//! Terminal line chart for rate series.

use std::fmt::Write;

/// Glyph used for plotted points.
const POINT: char = '*';

/// Shrink `values` to at most `width` points by averaging equal-sized buckets.
pub fn downsample(values: &[f64], width: usize) -> Vec<f64> {
    if width == 0 || values.len() <= width {
        return values.to_vec();
    }
    (0..width)
        .map(|column| {
            let start = column * values.len() / width;
            let end = ((column + 1) * values.len() / width).max(start + 1);
            let bucket = &values[start..end];
            bucket.iter().sum::<f64>() / bucket.len() as f64
        })
        .collect()
}

/// Render `values` as a line chart of at most `width` columns and exactly
/// `height` rows, with the maximum labelled on the top row and the minimum
/// on the bottom row.
pub fn render_line_chart(values: &[f64], width: usize, height: usize) -> String {
    if values.is_empty() || width == 0 || height == 0 {
        return "No data".to_string();
    }

    let columns = downsample(values, width);
    let (min, max) = columns
        .iter()
        .fold((f64::INFINITY, f64::NEG_INFINITY), |(lo, hi), v| (lo.min(*v), hi.max(*v)));
    let range = max - min;

    // Row index of each column, 0 being the bottom row
    let levels: Vec<usize> = columns
        .iter()
        .map(|v| {
            if range > 0.0 {
                (((v - min) / range) * (height - 1) as f64).round() as usize
            } else {
                0
            }
        })
        .collect();

    let top_label = format!("{:.4}", max);
    let bottom_label = format!("{:.4}", min);
    // A single row carries both bounds
    let single_label = format!("{} / {}", top_label, bottom_label);
    let label_width = if height == 1 {
        single_label.len()
    } else {
        top_label.len().max(bottom_label.len())
    };

    let mut out = String::new();
    for row in (0..height).rev() {
        let label = if height == 1 {
            single_label.as_str()
        } else if row == height - 1 {
            top_label.as_str()
        } else if row == 0 {
            bottom_label.as_str()
        } else {
            ""
        };
        let plot: String = levels
            .iter()
            .map(|level| if *level == row { POINT } else { ' ' })
            .collect();
        let _ = writeln!(out, "{:>w$} │{}", label, plot.trim_end(), w = label_width);
    }
    let _ = write!(
        out,
        "{:>w$} └{}",
        "",
        "─".repeat(columns.len()),
        w = label_width
    );
    out
}

#[cfg(test)]
mod tests {
    use super::*;

    #[test]
    fn test_empty_series() {
        assert_eq!(render_line_chart(&[], 40, 10), "No data");
        assert_eq!(render_line_chart(&[1.0], 0, 10), "No data");
    }

    #[test]
    fn test_downsample_bucket_mean() {
        let values: Vec<f64> = (0..8).map(f64::from).collect();
        assert_eq!(downsample(&values, 4), vec![0.5, 2.5, 4.5, 6.5]);
        assert_eq!(downsample(&values, 20), values);
    }

    #[test]
    fn test_render_small_series() {
        let chart = render_line_chart(&[1.0, 2.0, 3.0], 10, 3);
        let lines: Vec<&str> = chart.lines().collect();
        assert_eq!(
            lines,
            vec![
                "3.0000 │  *",
                "       │ *",
                "1.0000 │*",
                "       └───",
            ]
        );
    }

    #[test]
    fn test_flat_series_sits_on_bottom_row() {
        let chart = render_line_chart(&[5.0, 5.0, 5.0], 10, 4);
        let lines: Vec<&str> = chart.lines().collect();
        assert_eq!(lines.len(), 5);
        assert_eq!(lines[3], "5.0000 │***");
    }

    #[test]
    fn test_single_row_shows_both_bounds() {
        let chart = render_line_chart(&[1.0, 3.0], 10, 1);
        let lines: Vec<&str> = chart.lines().collect();
        assert_eq!(lines.len(), 2);
        assert_eq!(lines[0], "3.0000 / 1.0000 │**");
    }

    #[test]
    fn test_long_series_fits_width() {
        let values: Vec<f64> = (0..1000).map(|i| (i as f64 / 50.0).sin()).collect();
        let chart = render_line_chart(&values, 60, 12);
        let lines: Vec<&str> = chart.lines().collect();
        assert_eq!(lines.len(), 13);
        let axis = lines[12];
        assert_eq!(axis.chars().filter(|c| *c == '─').count(), 60);
        for line in &lines[..12] {
            let plot = line.split('│').nth(1).unwrap();
            assert!(plot.chars().count() <= 60);
        }
    }
}
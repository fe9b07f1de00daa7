//! Error types for fxgate.
//!
//! A single error enum is shared by the core library, the HTTP gateway and the
//! client crate. The gateway maps each variant to an HTTP status with
//! [`FxError::status_code`] and a short machine-readable code with
//! [`FxError::kind`].

use std::path::PathBuf;
use thiserror::Error;

/// Main error type for fxgate.
#[derive(Debug, Error)]
pub enum FxError {
    // Network errors
    #[error("Network error: {message}")]
    Network {
        message: String,
        /// Optional cause description
        cause: Option<String>,
    },

    #[error("Request timeout after {0:?}")]
    Timeout(std::time::Duration),

    #[error("Rate limited by {service}, retry after {retry_after_secs:?} seconds")]
    RateLimited {
        service: String,
        retry_after_secs: Option<u64>,
    },

    #[error("Circuit breaker open for {domain}")]
    CircuitBreakerOpen { domain: String },

    // Upstream rate provider errors
    #[error("Upstream returned HTTP {status}: {message}")]
    Upstream { status: u16, message: String },

    #[error("No rate available for {currency}")]
    MissingRate { currency: String },

    // Database errors
    #[error("Database error: {message}")]
    Database {
        message: String,
        #[source]
        source: Option<rusqlite::Error>,
    },

    // File system errors
    #[error("IO error at {path:?}: {message}")]
    Io {
        message: String,
        path: Option<PathBuf>,
        #[source]
        source: Option<std::io::Error>,
    },

    // Serialization errors
    #[error("JSON error: {message}")]
    Json {
        message: String,
        #[source]
        source: Option<serde_json::Error>,
    },

    // Request validation errors
    #[error("Validation error for {field}: {message}")]
    Validation { field: String, message: String },

    #[error("{message}")]
    InvalidRequest { message: String },

    // Configuration errors
    #[error("Configuration error: {message}")]
    Config { message: String },

    // Generic errors
    #[error("{0}")]
    Other(String),
}

/// Result type alias for fxgate operations.
pub type Result<T> = std::result::Result<T, FxError>;

impl From<std::io::Error> for FxError {
    fn from(err: std::io::Error) -> Self {
        FxError::Io {
            message: err.to_string(),
            path: None,
            source: Some(err),
        }
    }
}

impl From<serde_json::Error> for FxError {
    fn from(err: serde_json::Error) -> Self {
        FxError::Json {
            message: err.to_string(),
            source: Some(err),
        }
    }
}

impl From<rusqlite::Error> for FxError {
    fn from(err: rusqlite::Error) -> Self {
        FxError::Database {
            message: err.to_string(),
            source: Some(err),
        }
    }
}

/// Timeouts are not distinguished here since the error does not carry the
/// configured duration; callers that know it map [`FxError::Timeout`]
/// themselves.
impl From<reqwest::Error> for FxError {
    fn from(err: reqwest::Error) -> Self {
        FxError::Network {
            message: err.to_string(),
            cause: err.url().map(|u| u.to_string()),
        }
    }
}

impl FxError {
    /// Shorthand for a validation error on a named field.
    pub fn validation(field: impl Into<String>, message: impl Into<String>) -> Self {
        FxError::Validation {
            field: field.into(),
            message: message.into(),
        }
    }

    /// Create an IO error with path context.
    pub fn io_with_path(err: std::io::Error, path: impl Into<PathBuf>) -> Self {
        FxError::Io {
            message: err.to_string(),
            path: Some(path.into()),
            source: Some(err),
        }
    }

    /// HTTP status the gateway answers with for this error.
    ///
    /// - 400: validation / malformed request
    /// - 429: upstream rate limit
    /// - 502: upstream failure or missing rate
    /// - 503: circuit breaker open
    /// - 504: upstream timeout
    /// - 500: everything else
    pub fn status_code(&self) -> u16 {
        match self {
            FxError::Validation { .. } | FxError::InvalidRequest { .. } => 400,
            FxError::RateLimited { .. } => 429,
            FxError::Network { .. } | FxError::Upstream { .. } | FxError::MissingRate { .. } => {
                502
            }
            FxError::CircuitBreakerOpen { .. } => 503,
            FxError::Timeout(_) => 504,
            _ => 500,
        }
    }

    /// Short machine-readable error code.
    pub fn kind(&self) -> &'static str {
        match self {
            FxError::Network { .. } => "network",
            FxError::Timeout(_) => "timeout",
            FxError::RateLimited { .. } => "rate_limited",
            FxError::CircuitBreakerOpen { .. } => "circuit_open",
            FxError::Upstream { .. } => "upstream",
            FxError::MissingRate { .. } => "missing_rate",
            FxError::Database { .. } => "database",
            FxError::Io { .. } => "io",
            FxError::Json { .. } => "json",
            FxError::Validation { .. } => "validation",
            FxError::InvalidRequest { .. } => "invalid_request",
            FxError::Config { .. } => "config",
            FxError::Other(_) => "internal",
        }
    }

    /// Check if this error should trigger a retry.
    pub fn is_retryable(&self) -> bool {
        match self {
            FxError::Network { .. } | FxError::Timeout(_) | FxError::RateLimited { .. } => true,
            FxError::Upstream { status, .. } => matches!(status, 408 | 500 | 502 | 503 | 504),
            _ => false,
        }
    }
}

• • • •

**What this task involves**
Each line from the top of the records above through the line containing "if width == 0" needs to be transcribed exactly, and no line after it.

**Response area**
//! Terminal line chart for rate series.

use std::fmt::Write;

/// Glyph used for plotted points.
const POINT: char = '*';

/// Shrink `values` to at most `width` points by averaging equal-sized buckets.
pub fn downsample(values: &[f64], width: usize) -> Vec<f64> {
    if width == 0 || values.len() <= width {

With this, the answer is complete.